To understand the decay in serum neutralisation we employed a simulation approach using the parameters estimated from our mixed-effect censoring regression model of decay. The fixed effect estimates averaged the intercept across experimental replicates (β0 + β1/2 from equations above) and random effects were randomly selected from a multivariate normal distribution with covariance matrix taken from the mixed-effect regression with censoring lmec object. The residual error standard deviation for simulated data every 10 days was taken from the lmec object. The confidence interval for the percentage of participants with a neutralisation titre above 1:40 was estimated empirically with the percentile method by repeating the simulation 1000 times, where for each replicate the fixed effects were drawn from a normal distribution based on their standard error (as well as randomly selected random effects).
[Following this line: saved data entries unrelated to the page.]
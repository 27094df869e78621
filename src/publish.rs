//! Publishing compiled outputs
//!
//! After a production build, `compiled.css` and `compiled.js` are copied to
//! the locations the selected targets name. A `{hash}` placeholder in those
//! names is replaced by the SHA-256 digest of the content, so published
//! files can be cached forever. When `map.file` is configured, the final
//! names are written there as a JavaScript object for the page to load.

use std::collections::BTreeMap;
use std::fs;
use std::path::{Path, PathBuf};

use log::info;
use sha2::{Digest, Sha256};

use crate::config::{Config, GssTarget, JsTarget};
use crate::defaults;
use crate::error::{Error, Result};
use crate::phases::scripts;

/// Where each output ended up, keyed by `<target>-css` / `<target>-js`
pub type PublishMapping = BTreeMap<String, String>;

/// Hex encoded SHA-256 digest of `content`.
pub fn content_hash(content: &[u8]) -> String {
    hex::encode(Sha256::digest(content))
}

/// Replace the hash placeholder in `name` with the digest of `content`.
pub fn hashed_name(name: &Path, content: &[u8]) -> PathBuf {
    let name = name.to_string_lossy();
    if !name.contains(defaults::HASH_PLACEHOLDER) {
        return PathBuf::from(name.as_ref());
    }
    PathBuf::from(name.replace(defaults::HASH_PLACEHOLDER, &content_hash(content)))
}

/// Copy `source` to `destination`, expanding the hash placeholder.
pub fn publish_file(source: &Path, destination: &Path) -> Result<PathBuf> {
    let content = fs::read(source).map_err(|e| Error::filesystem(source, e))?;
    let target = hashed_name(destination, &content);
    if let Some(parent) = target.parent() {
        fs::create_dir_all(parent).map_err(|e| Error::filesystem(parent, e))?;
    }
    fs::write(&target, &content).map_err(|e| Error::filesystem(&target, e))?;
    info!("Published {}", target.display());
    Ok(target)
}

/// Publish every output the targets ask for and write the name map.
pub fn publish(config: &Config, js: &JsTarget, gss: &GssTarget) -> Result<PublishMapping> {
    let mut mapping = PublishMapping::new();

    if config.gss.is_some() {
        if let Some(output) = &gss.output {
            let source = config.build.join(defaults::CSS_NAME);
            let published = publish_file(&source, output)?;
            mapping.insert(
                format!("{}-css", gss.name),
                published.display().to_string(),
            );
        }
    }

    if config.js.is_some() && scripts::is_compiled(js.mode()) {
        if let Some(output) = &js.output {
            let source = config.build.join(defaults::JS_NAME);
            let published = publish_file(&source, output)?;
            mapping.insert(format!("{}-js", js.name), published.display().to_string());
        }
    }

    if let Some(map) = &config.map {
        write_mapping(&map.file, &mapping)?;
    }

    Ok(mapping)
}

/// Write `var mapping = {...};` to `path`.
pub fn write_mapping(path: &Path, mapping: &PublishMapping) -> Result<()> {
    let json = serde_json::to_string(mapping)?;
    if let Some(parent) = path.parent() {
        fs::create_dir_all(parent).map_err(|e| Error::filesystem(parent, e))?;
    }
    fs::write(path, format!("var mapping = {};\n", json)).map_err(|e| Error::filesystem(path, e))
}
To estimate the fold increase in initial neutralisation titre required to achieve >50% of individuals with a titre above 40 at 1 year we assumed that the rate of decay was constant from day 70 onwards and projected forward the expected titres in the simulated populations. The median and confidence intervals for the proportion of individuals with titre >40 were calculated from these 1000 simulated populations.

Statistical analyses

Associations between neutralisation, inhibition of ACE2 binding and antibody binding were assessed using both Spearman correlation, and multiple regression (R version 4.0.2). The geometric mean of replicate neutralisation measurements and the arithmetic mean of replicate measurements in other assays were used in the correlation and regression analyses for other measurements. Neutralisation titres below the limit of detection (a titre of 20) were assigned the arbitrary value 10 prior to calculating the geometric mean for the purposes of the Spearman correlation, where rank and not magnitude of the measurements is important. For the multiple regression analysis values below the limit of detection were set at the detection threshold and censoring regression was performed using the function censReg (from the censReg library version 0.5-30) to determine which measurements during early convalescence were significant predictors of neutralisation titre during late convalescence. Comparison of B and T cell frequencies at first and final sampling was performed using Wilcoxon Rank Sum test in GraphPad Prism 8. Unpaired analysis of antigen-specific T cell frequencies between uninfected controls and convalescent donors at first or final visits was performed using a Kruskal–Wallis test with Dunn’s multiple comparisons post-test comparing both convalescent groups to the uninfected controls. All statistical tests used were two sided.

Reporting summary

Further information on research design is available in the Nature Research Reporting Summary linked to this article.